::: Information supplied :::
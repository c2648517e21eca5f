//! The per-process service object every cache object is constructed with.

use std::collections::HashMap;
use std::hash::Hash;
use std::sync::Arc;
use std::time::Duration;

use parking_lot::Mutex;
use strata_core::{
    ConverterRegistry, DataKey, InvalidationClock, ListConverter, MapConverter,
    OptionalConverter, RegistryError, ReplicationPolicy, SharedConverter, TypeTag,
};
use strata_db_memory::{InMemoryDocumentStore, InMemorySharedCache};
use strata_storage::{DynDocumentStore, DynSharedCache};
use tokio::sync::broadcast;
use uuid::Uuid;

use crate::cell::CacheCell;
use crate::config::{PropagationConfig, SyncConfig, default_sync_channel};
use crate::object::{ListCacheObject, MapCacheObject, ScalarCacheObject};
use crate::propagation::{PropagationFailure, Propagator};
use crate::stats::{CacheStats, StatsRecorder};
use crate::subscriber::{SubscriberHandle, SyncSubscriber};

const FAILURE_CHANNEL_CAPACITY: usize = 256;

/// State shared by cache cells, propagation workers and the subscriber.
pub(crate) struct ContextShared {
    pub(crate) clock: InvalidationClock,
    pub(crate) registry: ConverterRegistry,
    pub(crate) shared_cache: DynSharedCache,
    pub(crate) store: DynDocumentStore,
    pub(crate) channel: String,
    pub(crate) stats: StatsRecorder,
    pub(crate) failures: broadcast::Sender<PropagationFailure>,
}

struct ContextInner {
    shared: Arc<ContextShared>,
    propagator: Propagator,
    subscriber: Mutex<Option<SubscriberHandle>>,
    initial_backoff: Duration,
    max_backoff: Duration,
}

/// Invalidation clock, converter registry and remote tiers of one process.
///
/// Cheap to clone. Every cache object holds a clone, so several contexts can
/// coexist in one process (each behaving as its own instance).
///
/// ```ignore
/// let ctx = SyncContext::builder()
///     .shared_cache(redis)
///     .document_store(postgres)
///     .build();
/// ctx.start_subscriber().await;
///
/// let key = DataKey::new("user", "level", "u1")?;
/// let level = ctx.scalar(key, ReplicationPolicy::Both, Arc::new(JsonConverter::<u32>::new()));
/// level.set(42).await;
/// ```
#[derive(Clone)]
pub struct SyncContext {
    inner: Arc<ContextInner>,
}

impl SyncContext {
    pub fn builder() -> SyncContextBuilder {
        SyncContextBuilder::default()
    }

    #[inline]
    pub fn instance_id(&self) -> Uuid {
        self.inner.shared.clock.instance_id()
    }

    pub fn clock(&self) -> &InvalidationClock {
        &self.inner.shared.clock
    }

    pub fn registry(&self) -> &ConverterRegistry {
        &self.inner.shared.registry
    }

    /// Pub/sub channel carrying this context's sync messages.
    pub fn channel(&self) -> &str {
        &self.inner.shared.channel
    }

    pub fn register_converter<T: 'static>(
        &self,
        tag: TypeTag,
        converter: SharedConverter<T>,
    ) -> Result<(), RegistryError> {
        self.inner.shared.registry.register(tag, converter)
    }

    pub fn converter<T: 'static>(&self, tag: TypeTag) -> Option<SharedConverter<T>> {
        self.inner.shared.registry.get(tag)
    }

    /// Cache object holding a single optional value.
    pub fn scalar<V>(
        &self,
        key: DataKey,
        policy: ReplicationPolicy,
        converter: SharedConverter<V>,
    ) -> ScalarCacheObject<V>
    where
        V: Clone + Send + Sync + 'static,
    {
        let converter: SharedConverter<Option<V>> = Arc::new(OptionalConverter::new(converter));
        ScalarCacheObject::new(CacheCell::new(key, policy, converter, self.clone()))
    }

    /// Cache object holding a list, with elements encoded by `element`.
    pub fn list<V>(
        &self,
        key: DataKey,
        policy: ReplicationPolicy,
        element: SharedConverter<V>,
    ) -> ListCacheObject<V>
    where
        V: Clone + Send + Sync + 'static,
    {
        let converter: SharedConverter<Vec<V>> = Arc::new(ListConverter::new(element));
        ListCacheObject::new(CacheCell::new(key, policy, converter, self.clone()))
    }

    /// Cache object holding a map.
    pub fn map<K, V>(
        &self,
        key: DataKey,
        policy: ReplicationPolicy,
        key_converter: SharedConverter<K>,
        value_converter: SharedConverter<V>,
    ) -> MapCacheObject<K, V>
    where
        K: Eq + Hash + Clone + Send + Sync + 'static,
        V: Clone + Send + Sync + 'static,
    {
        let converter: SharedConverter<HashMap<K, V>> =
            Arc::new(MapConverter::new(key_converter, value_converter));
        MapCacheObject::new(CacheCell::new(key, policy, converter, self.clone()))
    }

    /// Start consuming sync messages from other instances.
    ///
    /// Returns once the first subscription attempt has finished; `false`
    /// means it failed and the subscriber is retrying in the background.
    /// Calling this while a subscriber is running does nothing.
    pub async fn start_subscriber(&self) -> bool {
        let ready = {
            let mut slot = self.inner.subscriber.lock();
            if slot.as_ref().is_some_and(|handle| !handle.is_finished()) {
                tracing::debug!("sync subscriber already running");
                return true;
            }
            let subscriber = SyncSubscriber::new(
                Arc::clone(&self.inner.shared),
                self.inner.initial_backoff,
                self.inner.max_backoff,
            );
            let (handle, ready) = subscriber.spawn();
            *slot = Some(handle);
            ready
        };
        ready.await.unwrap_or(false)
    }

    pub fn subscriber_running(&self) -> bool {
        self.inner
            .subscriber
            .lock()
            .as_ref()
            .is_some_and(|handle| !handle.is_finished())
    }

    /// Number of writes queued or being propagated.
    pub fn pending_writes(&self) -> usize {
        self.inner.propagator.pending()
    }

    /// Wait until every submitted write has been propagated.
    pub async fn wait_idle(&self) {
        self.inner.propagator.wait_idle().await;
    }

    /// Stop the subscriber, flush queued writes and stop the workers.
    ///
    /// Writes made after shutdown stay local.
    pub async fn shutdown(&self) {
        let subscriber = self.inner.subscriber.lock().take();
        if let Some(handle) = subscriber {
            handle.stop().await;
        }
        self.inner.propagator.shutdown().await;
        tracing::info!(instance_id = %self.instance_id(), "sync context shut down");
    }

    /// Receive reports of writes that failed to reach a remote tier.
    pub fn subscribe_failures(&self) -> broadcast::Receiver<PropagationFailure> {
        self.inner.shared.failures.subscribe()
    }

    pub fn stats(&self) -> CacheStats {
        self.inner.shared.stats.snapshot()
    }

    pub(crate) fn shared(&self) -> &ContextShared {
        &self.inner.shared
    }

    pub(crate) fn propagator(&self) -> &Propagator {
        &self.inner.propagator
    }
}

impl std::fmt::Debug for SyncContext {
    fn fmt(&self, f: &mut std::fmt::Formatter<'_>) -> std::fmt::Result {
        f.debug_struct("SyncContext")
            .field("instance_id", &self.instance_id())
            .field("channel", &self.channel())
            .field("converters", &self.registry().len())
            .finish()
    }
}

/// Builder for [`SyncContext`]. Unset tiers default to in-process backends.
pub struct SyncContextBuilder {
    instance_id: Option<Uuid>,
    shared_cache: Option<DynSharedCache>,
    store: Option<DynDocumentStore>,
    channel: String,
    workers: usize,
    queue_capacity: usize,
    max_upsert_attempts: Option<u32>,
    initial_backoff: Duration,
    max_backoff: Duration,
}

impl Default for SyncContextBuilder {
    fn default() -> Self {
        Self::new()
            .sync_config(&SyncConfig::default())
            .propagation_config(&PropagationConfig::default())
    }
}

impl SyncContextBuilder {
    fn new() -> Self {
        Self {
            instance_id: None,
            shared_cache: None,
            store: None,
            channel: default_sync_channel(),
            workers: 1,
            queue_capacity: 1,
            max_upsert_attempts: None,
            initial_backoff: Duration::from_secs(1),
            max_backoff: Duration::from_secs(300),
        }
    }

    /// Fix the instance id instead of generating a random one.
    pub fn instance_id(mut self, instance_id: Uuid) -> Self {
        self.instance_id = Some(instance_id);
        self
    }

    pub fn shared_cache(mut self, shared_cache: DynSharedCache) -> Self {
        self.shared_cache = Some(shared_cache);
        self
    }

    pub fn document_store(mut self, store: DynDocumentStore) -> Self {
        self.store = Some(store);
        self
    }

    pub fn channel(mut self, channel: impl Into<String>) -> Self {
        self.channel = channel.into();
        self
    }

    pub fn workers(mut self, workers: usize) -> Self {
        self.workers = workers;
        self
    }

    pub fn queue_capacity(mut self, capacity: usize) -> Self {
        self.queue_capacity = capacity;
        self
    }

    /// Bound the duplicate-key retry loop. `None` retries until it succeeds.
    pub fn max_upsert_attempts(mut self, attempts: Option<u32>) -> Self {
        self.max_upsert_attempts = attempts;
        self
    }

    pub fn reconnect_backoff(mut self, initial: Duration, max: Duration) -> Self {
        self.initial_backoff = initial;
        self.max_backoff = max.max(initial);
        self
    }

    pub fn sync_config(self, config: &SyncConfig) -> Self {
        self.channel(config.channel.clone()).reconnect_backoff(
            Duration::from_millis(config.reconnect_initial_backoff_ms),
            Duration::from_millis(config.reconnect_max_backoff_ms),
        )
    }

    pub fn propagation_config(self, config: &PropagationConfig) -> Self {
        self.workers(config.workers)
            .queue_capacity(config.queue_capacity)
            .max_upsert_attempts(config.max_upsert_attempts)
    }

    /// Build the context and spawn its propagation workers.
    ///
    /// Must be called within a tokio runtime.
    pub fn build(self) -> SyncContext {
        let clock = match self.instance_id {
            Some(id) => InvalidationClock::with_instance_id(id),
            None => InvalidationClock::new(),
        };
        let shared_cache = self
            .shared_cache
            .unwrap_or_else(|| Arc::new(InMemorySharedCache::new()));
        let store = self
            .store
            .unwrap_or_else(|| Arc::new(InMemoryDocumentStore::new()));
        let (failures, _) = broadcast::channel(FAILURE_CHANNEL_CAPACITY);

        let shared = Arc::new(ContextShared {
            clock,
            registry: ConverterRegistry::new(),
            shared_cache,
            store,
            channel: self.channel,
            stats: StatsRecorder::default(),
            failures,
        });

        let propagator = Propagator::start(
            Arc::clone(&shared),
            self.workers,
            self.queue_capacity,
            self.max_upsert_attempts,
        );

        tracing::info!(
            instance_id = %shared.clock.instance_id(),
            channel = %shared.channel,
            "sync context created"
        );

        SyncContext {
            inner: Arc::new(ContextInner {
                shared,
                propagator,
                subscriber: Mutex::new(None),
                initial_backoff: self.initial_backoff,
                max_backoff: self.max_backoff,
            }),
        }
    }
}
:::
### Task description:
Every line above that carries the string "failed" should be copied.

### Output of the exercise:
    /// means it failed and the subscriber is retrying in the background.
    /// Receive reports of writes that failed to reach a remote tier.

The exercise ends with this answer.